_TASK DESCRIPTION_
Going line by line through the records below, count those with the word "CoachResult" and give only the count.

_Dataset entries_
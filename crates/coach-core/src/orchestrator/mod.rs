//! Periodic orchestration of generation, delivery and maintenance.
//!
//! Each task runs on its own repeated job. A tick is skipped when the local
//! hour in the orchestrator timezone is outside the task's window, or when
//! the previous run of the same task is still in progress.

use std::collections::HashMap;
use std::sync::Arc;
use std::time::{Duration, Instant};

use chrono::{DateTime, Timelike, Utc};
use strum::{Display, EnumIter, IntoEnumIterator, IntoStaticStr};
use tokio::sync::Mutex;
use tokio_cron_scheduler::{Job, JobScheduler, JobSchedulerError};
use tracing::{debug, error, info};

use crate::coaching::CoachingEngine;
use crate::config::{ScheduleConfig, TaskSchedule};
use crate::error::CoachResult;

/// Tasks driven by the orchestrator.
#[derive(Debug, Clone, Copy, PartialEq, Eq, Hash, Display, EnumIter, IntoStaticStr)]
#[strum(serialize_all = "snake_case")]
pub enum OrchestratedTask {
    Delivery,
    Generation,
    Analytics,
    Cleanup,
    Health,
}

impl OrchestratedTask {
    pub fn schedule<'a>(&self, config: &'a ScheduleConfig) -> &'a TaskSchedule {
        match self {
            Self::Delivery => &config.delivery,
            Self::Generation => &config.generation,
            Self::Analytics => &config.analytics,
            Self::Cleanup => &config.cleanup,
            Self::Health => &config.health,
        }
    }
}

/// What happened on one tick.
#[derive(Debug, Clone, Copy, PartialEq, Eq)]
pub enum TickOutcome {
    Completed,
    Failed,
    Disabled,
    OutsideWindow,
    /// The previous run had not finished.
    Busy,
}

/// Runs single ticks with per-task overlap guards.
pub struct TaskRunner {
    engine: Arc<CoachingEngine>,
    schedule: ScheduleConfig,
    guards: HashMap<OrchestratedTask, Mutex<()>>,
}

impl TaskRunner {
    pub fn new(engine: Arc<CoachingEngine>, schedule: ScheduleConfig) -> Self {
        let guards = OrchestratedTask::iter().map(|t| (t, Mutex::new(()))).collect();
        Self {
            engine,
            schedule,
            guards,
        }
    }

    pub fn engine(&self) -> &Arc<CoachingEngine> {
        &self.engine
    }

    /// Run `task` once if its window and guard allow it.
    pub async fn tick(&self, task: OrchestratedTask, now: DateTime<Utc>) -> TickOutcome {
        let schedule = task.schedule(&self.schedule);
        if !schedule.enabled {
            return TickOutcome::Disabled;
        }
        let local_hour = now.with_timezone(&self.schedule.tz()).hour();
        if !schedule.allows_hour(local_hour) {
            debug!(task = %task, local_hour, "Outside active hours, skipping");
            return TickOutcome::OutsideWindow;
        }

        let Some(guard) = self.guards.get(&task) else {
            return TickOutcome::Disabled;
        };
        let Ok(_running) = guard.try_lock() else {
            info!(task = %task, "Previous run still in progress, skipping");
            return TickOutcome::Busy;
        };

        let started = Instant::now();
        let result = self.run(task, now).await;
        let duration_ms = u64::try_from(started.elapsed().as_millis()).unwrap_or(u64::MAX);

        match result {
            Ok(()) => {
                self.engine.stats().record_run(task.into(), now, duration_ms, None);
                TickOutcome::Completed
            }
            Err(e) => {
                error!(task = %task, error = %e, "Orchestrated task failed");
                self.engine
                    .stats()
                    .record_run(task.into(), now, duration_ms, Some(e.to_string()));
                TickOutcome::Failed
            }
        }
    }

    async fn run(&self, task: OrchestratedTask, now: DateTime<Utc>) -> CoachResult<()> {
        match task {
            OrchestratedTask::Delivery => {
                self.engine.deliver_due_at(now).await?;
            }
            OrchestratedTask::Generation => {
                self.engine.generate_sweep_at(now).await?;
            }
            OrchestratedTask::Analytics => {
                self.engine.analytics_rollup_at(now)?;
            }
            OrchestratedTask::Cleanup => {
                self.engine.retention_cleanup_at(now)?;
            }
            OrchestratedTask::Health => {
                self.engine.health_check_at(now)?;
            }
        }
        Ok(())
    }
}

/// Owns the job scheduler for the lifetime of the process.
///
/// # Example
///
/// ```ignore
/// let engine = Arc::new(CoachingEngine::new(config.clone(), store.clone(), store, predictor, notifier));
/// let mut orchestrator = Orchestrator::new(engine, config.schedule).await?;
/// orchestrator.start().await?;
/// // ...
/// orchestrator.shutdown().await?;
/// ```
pub struct Orchestrator {
    scheduler: JobScheduler,
    runner: Arc<TaskRunner>,
}

impl Orchestrator {
    /// Call `start()` to begin periodic execution.
    pub async fn new(engine: Arc<CoachingEngine>, schedule: ScheduleConfig) -> Result<Self, JobSchedulerError> {
        let scheduler = JobScheduler::new().await?;
        Ok(Self {
            scheduler,
            runner: Arc::new(TaskRunner::new(engine, schedule)),
        })
    }

    pub fn runner(&self) -> &Arc<TaskRunner> {
        &self.runner
    }

    /// Register one repeated job per enabled task and start the scheduler.
    pub async fn start(&self) -> Result<(), JobSchedulerError> {
        for task in OrchestratedTask::iter() {
            let schedule = *task.schedule(&self.runner.schedule);
            if !schedule.enabled {
                info!(task = %task, "Task disabled");
                continue;
            }
            let runner = self.runner.clone();
            let job = Job::new_repeated_async(
                Duration::from_secs(schedule.interval_minutes.max(1) * 60),
                move |_uuid, _lock| {
                    let runner = runner.clone();
                    Box::pin(async move {
                        let outcome = runner.tick(task, Utc::now()).await;
                        debug!(task = %task, outcome = ?outcome, "Tick finished");
                    })
                },
            )?;
            self.scheduler.add(job).await?;
            info!(
                task = %task,
                interval_minutes = schedule.interval_minutes,
                start_hour = schedule.start_hour,
                end_hour = schedule.end_hour,
                "Scheduled task"
            );
        }

        self.scheduler.start().await?;
        info!(timezone = %self.runner.schedule.timezone, "Orchestrator started");
        Ok(())
    }

    /// Stop the scheduler. Runs already in progress finish on their own.
    pub async fn shutdown(&mut self) -> Result<(), JobSchedulerError> {
        info!("Shutting down orchestrator");
        self.scheduler.shutdown().await
    }
}

#[cfg(test)]
mod tests {
    use super::*;
    use crate::config::CoachConfig;
    use crate::store::SqliteCoachStore;
    use crate::traits::{MockNotifier, MockPredictor};
    use chrono::TimeZone;

    fn runner(schedule: ScheduleConfig) -> TaskRunner {
        let store = Arc::new(SqliteCoachStore::in_memory().unwrap());
        let engine = CoachingEngine::new(
            CoachConfig::default(),
            store.clone(),
            store,
            Arc::new(MockPredictor::new()),
            Arc::new(MockNotifier::new()),
        );
        TaskRunner::new(Arc::new(engine), schedule)
    }

    fn at(hour: u32) -> DateTime<Utc> {
        Utc.with_ymd_and_hms(2024, 3, 6, hour, 0, 0).unwrap()
    }

    #[tokio::test]
    async fn test_tick_records_run() {
        let runner = runner(ScheduleConfig::default());
        assert_eq!(runner.tick(OrchestratedTask::Health, at(12)).await, TickOutcome::Completed);
        let runs = runner.engine().stats().task_runs();
        assert_eq!(runs.len(), 1);
        assert_eq!(runs[0].task, "health");
        assert!(runs[0].success);
    }

    #[tokio::test]
    async fn test_delivery_skipped_outside_window() {
        let runner = runner(ScheduleConfig::default());
        assert_eq!(
            runner.tick(OrchestratedTask::Delivery, at(3)).await,
            TickOutcome::OutsideWindow
        );
        assert!(runner.engine().stats().task_runs().is_empty());
    }

    #[tokio::test]
    async fn test_window_uses_orchestrator_timezone() {
        let schedule = ScheduleConfig {
            timezone: "America/New_York".to_string(),
            ..Default::default()
        };
        let runner = runner(schedule);
        // 12:00 UTC is 07:00 in New York, inside the 7-22 generation window.
        assert_eq!(
            runner.tick(OrchestratedTask::Generation, at(12)).await,
            TickOutcome::Completed
        );
        // 05:00 UTC is midnight in New York.
        assert_eq!(
            runner.tick(OrchestratedTask::Generation, at(5)).await,
            TickOutcome::OutsideWindow
        );
    }

    #[tokio::test]
    async fn test_overlapping_tick_is_skipped() {
        let runner = runner(ScheduleConfig::default());
        let _held = runner.guards[&OrchestratedTask::Cleanup].lock().await;
        assert_eq!(runner.tick(OrchestratedTask::Cleanup, at(12)).await, TickOutcome::Busy);
    }

    #[tokio::test]
    async fn test_disabled_task_never_runs() {
        let mut schedule = ScheduleConfig::default();
        schedule.analytics.enabled = false;
        let runner = runner(schedule);
        assert_eq!(
            runner.tick(OrchestratedTask::Analytics, at(12)).await,
            TickOutcome::Disabled
        );
    }
}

_EXERCISE ANSWER_
2